Their suspicions were further pricked on 19 November, when Merck/Schering Plough announced that it would be following the recommendation of an “independent panel of clinical and biostatistics experts” to focus the primary endpoint in the prospective analysis of the ENHANCE study on the common carotid artery, “to expedite the reporting of the study findings”. The joint venture expected to report these results at the American College of Cardiology meeting in March 2008, it added.
Before that, the primary objective of ENHANCE had been to measure the change in IMT at three points of the carotid artery – the internal carotid, the carotid bulb and the common carotid – at the beginning of the study and after two years.

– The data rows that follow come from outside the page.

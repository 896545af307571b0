//! Sitemap harvesting: fetch a sitemap index, then fetch and decode every
//! child sitemap concurrently into a flat list of page entries.
//!
//! ```no_run
//! use sitemap_harvest::{fetch_index, FetchOptions, Transport};
//!
//! # async fn run() -> Result<(), sitemap_harvest::SitemapError> {
//! let transport = Transport::new(FetchOptions::default().with_timeout_secs(5))?;
//! let index = fetch_index(&transport, "https://example.com/sitemap_index.xml").await?;
//! let output = index.collect_urls(&transport, 8).await;
//! println!("{} pages", output.count);
//! # Ok(())
//! # }
//! ```

pub mod crawl;
pub mod error;
pub mod fetch;
pub mod sitemap;

pub use crawl::{callbacks, crawl_index, crawl_index_collect, CrawlOutput, DocumentReport, EntrySink};
pub use error::{Result, SitemapError};
pub use fetch::{FetchOptions, Transport};
pub use sitemap::{
    fetch_document, fetch_index, fetch_sitemap, DocumentKind, Entry, FetchedDocument, Image,
    SitemapDocument, SitemapIndex, Video,
};
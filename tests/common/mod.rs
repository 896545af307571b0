// Shared fixtures for the integration tests: sitemap XML builders, gzip
// helper and wiremock shortcuts.

#![allow(dead_code)]

use async_compression::tokio::bufread::GzipEncoder;
use sitemap_harvest::{FetchOptions, Transport};
use tokio::io::AsyncReadExt;
use wiremock::matchers::{method, path};
use wiremock::{Mock, MockServer, ResponseTemplate};

pub fn urlset(locations: &[String]) -> String {
    let urls: String = locations
        .iter()
        .map(|loc| format!("  <url><loc>{loc}</loc><changefreq>daily</changefreq></url>\n"))
        .collect();
    format!(
        "<?xml version=\"1.0\" encoding=\"UTF-8\"?>\n\
         <urlset xmlns=\"http://www.sitemaps.org/schemas/sitemap/0.9\">\n{urls}</urlset>"
    )
}

pub fn sitemap_index(locations: &[String]) -> String {
    let sitemaps: String = locations
        .iter()
        .map(|loc| format!("  <sitemap><loc>{loc}</loc></sitemap>\n"))
        .collect();
    format!(
        "<?xml version=\"1.0\" encoding=\"UTF-8\"?>\n\
         <sitemapindex xmlns=\"http://www.sitemaps.org/schemas/sitemap/0.9\">\n{sitemaps}</sitemapindex>"
    )
}

/// `count` page URLs under `prefix`
pub fn pages(server: &MockServer, prefix: &str, count: usize) -> Vec<String> {
    (0..count)
        .map(|i| format!("{}/{prefix}/page-{i}", server.uri()))
        .collect()
}

pub fn xml(body: String) -> ResponseTemplate {
    ResponseTemplate::new(200).set_body_raw(body.into_bytes(), "application/xml")
}

pub async fn gzip(data: &[u8]) -> Vec<u8> {
    let mut encoder = GzipEncoder::new(data);
    let mut out = Vec::new();
    encoder.read_to_end(&mut out).await.unwrap();
    out
}

/// Serves `template` at `route`, expecting exactly `times` requests
pub async fn serve(server: &MockServer, route: &str, template: ResponseTemplate, times: u64) {
    Mock::given(method("GET"))
        .and(path(route))
        .respond_with(template)
        .expect(times)
        .mount(server)
        .await;
}

pub fn transport(timeout_secs: u64) -> Transport {
    Transport::new(FetchOptions::default().with_timeout_secs(timeout_secs)).unwrap()
}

Sorting through the IMT scans had proved time-consuming and “taken longer than originally anticipated because, during the analysis, observations of variability in some of the data were detected as part of the validation/data review procedures”, Merck-Schering-Plough noted.
But in its latest update the joint venture said it would now present the pre-specified primary endpoint for ENHANCE, including data from the common carotid artery, following input from “other respected clinical trialists and scientists”. The goal was still to unveil these results at the American College of Cardiology meeting next March, subject to acceptance by the College. “We view the expert panel’s advice to focus the primary endpoint on the common carotid artery as helpful, as the common carotid artery is viewed by many clinicians and experts of the IMT procedure as the most reliable, reproducible and clinically meaningful segment of the carotid artery and least subject to artifact and variability,” the statement read.
“In consideration of this independent expert advice and the evolving medical science, Merck/Schering-Plough and the lead investigator have had further discussions about the trial, including input from other respected clinical trialists and scientists.”“The companies respect and appreciate the advice of the expert panel as well as the others whose advice and input we sought,” it continued. “As a result, we are planning to examine closely the data from the common carotid artery, and to present that data from the pre-specified endpoints, in accordance with the study protocol and study analysis plan.”
The requests from the House Committee on Energy and Commerce included making available the ENHANCE study director, Dr Enrico Veltri, and its principal investigator, Dr John Kastelein, as well as officials from both Merck & Co and Schering-Plough for interviews with Committee staff; and providing written explanations as to: why the ENHANCE study was not included on the ClinicalTrials.gov registry until 31 October 2007, 18 months after its completion; and why the study’s primary endpoint as indicated in the ClinicalTrial.gov entry “appears to differ” from the one described in the initial study design.
“We are concerned with the delay in releasing the results of the study, the timing of ENHANCE trial registration, and the apparent manipulation of trial data,” the Committee said.